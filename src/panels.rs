//! Floating toolbar and inspector panels.
//!
//! Both panels are drag-repositionable from anywhere except their
//! interactive controls. The inspector also parses and validates the
//! property values an operator types in.

use crate::{Document, NodeId, Point, Rectangle};
use anyhow::{anyhow, Result};
use regex::Regex;
use std::sync::OnceLock;

#[derive(Debug, Clone, Copy, PartialEq, Eq, Hash)]
pub enum PanelKind {
    Toolbar,
    Inspector,
}

/// How a panel may move when dragged
#[derive(Debug, Clone, Copy, PartialEq, Eq)]
pub enum DragAxis {
    Free,
    /// Horizontal only, kept inside the viewport width
    Horizontal,
}

#[derive(Debug, Clone, Copy, PartialEq)]
struct PanelDrag {
    grab_offset: Point,
}

#[derive(Debug, Clone, PartialEq)]
pub struct FloatingPanel {
    kind: PanelKind,
    position: Point,
    width: f32,
    height: f32,
    axis: DragAxis,
    /// Interactive control areas, relative to the panel origin
    controls: Vec<Rectangle>,
    drag: Option<PanelDrag>,
}

impl FloatingPanel {
    pub fn new(kind: PanelKind, position: Point, width: f32, height: f32, axis: DragAxis) -> Self {
        Self {
            kind,
            position,
            width,
            height,
            axis,
            controls: Vec::new(),
            drag: None,
        }
    }

    /// Default toolbar: centred along the top edge, one button per action
    pub fn toolbar(viewport: &Rectangle) -> Self {
        let width = 360.0;
        let mut panel = Self::new(
            PanelKind::Toolbar,
            Point::new(viewport.x + (viewport.width - width) / 2.0, viewport.y + 16.0),
            width,
            40.0,
            DragAxis::Horizontal,
        );
        for (i, _) in ToolbarAction::ALL.iter().enumerate() {
            panel.controls.push(toolbar_button_rect(i));
        }
        panel
    }

    /// Default inspector: along the right edge, one input per field
    pub fn inspector(viewport: &Rectangle) -> Self {
        let width = 260.0;
        let mut panel = Self::new(
            PanelKind::Inspector,
            Point::new(viewport.right() - width - 16.0, viewport.y + 72.0),
            width,
            320.0,
            DragAxis::Free,
        );
        for (i, _) in InspectorField::ALL.iter().enumerate() {
            panel.controls.push(inspector_input_rect(i));
        }
        panel
    }

    pub fn with_control(mut self, area: Rectangle) -> Self {
        self.controls.push(area);
        self
    }

    pub fn controls(&self) -> &[Rectangle] {
        &self.controls
    }

    pub fn kind(&self) -> PanelKind {
        self.kind
    }

    pub fn position(&self) -> Point {
        self.position
    }

    pub fn bounds(&self) -> Rectangle {
        Rectangle::new(self.position.x, self.position.y, self.width, self.height)
    }

    pub fn set_size(&mut self, width: f32, height: f32) {
        self.width = width;
        self.height = height;
    }

    pub fn is_dragging(&self) -> bool {
        self.drag.is_some()
    }

    pub fn contains(&self, point: Point) -> bool {
        self.bounds().contains_point(point)
    }

    /// Index of the control under `point`
    pub fn control_at(&self, point: Point) -> Option<usize> {
        self.controls.iter().position(|area| {
            area.translated(self.position.x, self.position.y)
                .contains_point(point)
        })
    }

    fn on_control(&self, point: Point) -> bool {
        self.control_at(point).is_some()
    }

    /// Start a drag unless the press landed on a control
    pub fn pointer_down(&mut self, point: Point) -> bool {
        if !self.contains(point) || self.on_control(point) {
            return false;
        }
        self.begin_drag(point);
        true
    }

    /// Start a drag regardless of controls (host-detected background press)
    pub fn begin_drag(&mut self, point: Point) {
        self.drag = Some(PanelDrag {
            grab_offset: Point::new(point.x - self.position.x, point.y - self.position.y),
        });
    }

    /// Follow the pointer; returns false when no drag is in progress
    pub fn pointer_move(&mut self, point: Point, viewport: &Rectangle) -> bool {
        let Some(drag) = self.drag else {
            return false;
        };
        let x = point.x - drag.grab_offset.x;
        match self.axis {
            DragAxis::Free => {
                self.position = Point::new(x, point.y - drag.grab_offset.y);
            }
            DragAxis::Horizontal => {
                let max_x = (viewport.right() - self.width).max(viewport.x);
                self.position.x = x.clamp(viewport.x, max_x);
            }
        }
        true
    }

    pub fn pointer_up(&mut self) -> bool {
        self.drag.take().is_some()
    }
}

fn toolbar_button_rect(index: usize) -> Rectangle {
    Rectangle::new(8.0 + index as f32 * 88.0, 6.0, 80.0, 28.0)
}

fn inspector_input_rect(index: usize) -> Rectangle {
    Rectangle::new(100.0, 40.0 + index as f32 * 44.0, 150.0, 28.0)
}

/// Actions offered by the toolbar
#[derive(Debug, Clone, Copy, PartialEq, Eq)]
pub enum ToolbarAction {
    SelectMode,
    DesignMode,
    ClearSelection,
    Close,
}

impl ToolbarAction {
    pub const ALL: [ToolbarAction; 4] = [
        ToolbarAction::SelectMode,
        ToolbarAction::DesignMode,
        ToolbarAction::ClearSelection,
        ToolbarAction::Close,
    ];

    pub fn label(self) -> &'static str {
        match self {
            ToolbarAction::SelectMode => "Select",
            ToolbarAction::DesignMode => "Design",
            ToolbarAction::ClearSelection => "Deselect",
            ToolbarAction::Close => "Close",
        }
    }
}

/// Live-editable properties of the selected node
#[derive(Debug, Clone, Copy, PartialEq, Eq, Hash)]
pub enum InspectorField {
    Width,
    Height,
    Margin,
    Padding,
    Color,
    BackgroundColor,
}

impl InspectorField {
    pub const ALL: [InspectorField; 6] = [
        InspectorField::Width,
        InspectorField::Height,
        InspectorField::Margin,
        InspectorField::Padding,
        InspectorField::Color,
        InspectorField::BackgroundColor,
    ];

    pub fn property(self) -> &'static str {
        match self {
            InspectorField::Width => "width",
            InspectorField::Height => "height",
            InspectorField::Margin => "margin",
            InspectorField::Padding => "padding",
            InspectorField::Color => "color",
            InspectorField::BackgroundColor => "background-color",
        }
    }

    /// Width and height go through layout and need a re-measure
    pub fn is_geometry(self) -> bool {
        matches!(self, InspectorField::Width | InspectorField::Height)
    }

    fn is_color(self) -> bool {
        matches!(self, InspectorField::Color | InspectorField::BackgroundColor)
    }
}

/// A validated inspector input
#[derive(Debug, Clone, PartialEq)]
pub enum FieldValue {
    Length(f32),
    Color(String),
}

impl FieldValue {
    /// Value as written into the node's style
    pub fn to_style(&self) -> String {
        match self {
            FieldValue::Length(px) => format!("{}px", px),
            FieldValue::Color(color) => color.clone(),
        }
    }
}

fn length_pattern() -> &'static Regex {
    static PATTERN: OnceLock<Regex> = OnceLock::new();
    PATTERN.get_or_init(|| Regex::new(r"^\s*(-?\d+(?:\.\d+)?)\s*(?:px)?\s*$").unwrap())
}

fn color_pattern() -> &'static Regex {
    static PATTERN: OnceLock<Regex> = OnceLock::new();
    PATTERN.get_or_init(|| {
        Regex::new(r"^\s*(#(?:[0-9a-fA-F]{3}|[0-9a-fA-F]{6})|[a-zA-Z]+)\s*$").unwrap()
    })
}

/// Parse what the operator typed for `field`
pub fn parse_field(field: InspectorField, input: &str) -> Result<FieldValue> {
    if field.is_color() {
        let caps = color_pattern()
            .captures(input)
            .ok_or_else(|| anyhow!("Invalid color for {}: {:?}", field.property(), input))?;
        return Ok(FieldValue::Color(caps[1].to_ascii_lowercase()));
    }

    let caps = length_pattern()
        .captures(input)
        .ok_or_else(|| anyhow!("Invalid length for {}: {:?}", field.property(), input))?;
    let value: f32 = caps[1].parse()?;
    if field.is_geometry() && value < 0.0 {
        return Err(anyhow!("{} cannot be negative", field.property()));
    }
    Ok(FieldValue::Length(value))
}

/// Current value of `field` on `node`, for display
pub fn read_field(doc: &Document, node: NodeId, field: InspectorField) -> String {
    match field {
        InspectorField::Width => doc
            .measure(node)
            .map(|b| format!("{}", b.width))
            .unwrap_or_default(),
        InspectorField::Height => doc
            .measure(node)
            .map(|b| format!("{}", b.height))
            .unwrap_or_default(),
        _ => doc
            .style(node, field.property())
            .unwrap_or_default()
            .to_string(),
    }
}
☆ ☆ ☆ ☆ ☆
** Your assignment **
Of the lines above, extract only those from the line with "self.width = width;" to the line with "Index of the", both included, exactly as written.

** Solution to this task **
        self.width = width;
        self.height = height;
    }

    pub fn is_dragging(&self) -> bool {
        self.drag.is_some()
    }

    pub fn contains(&self, point: Point) -> bool {
        self.bounds().contains_point(point)
    }

    /// Index of the control under `point`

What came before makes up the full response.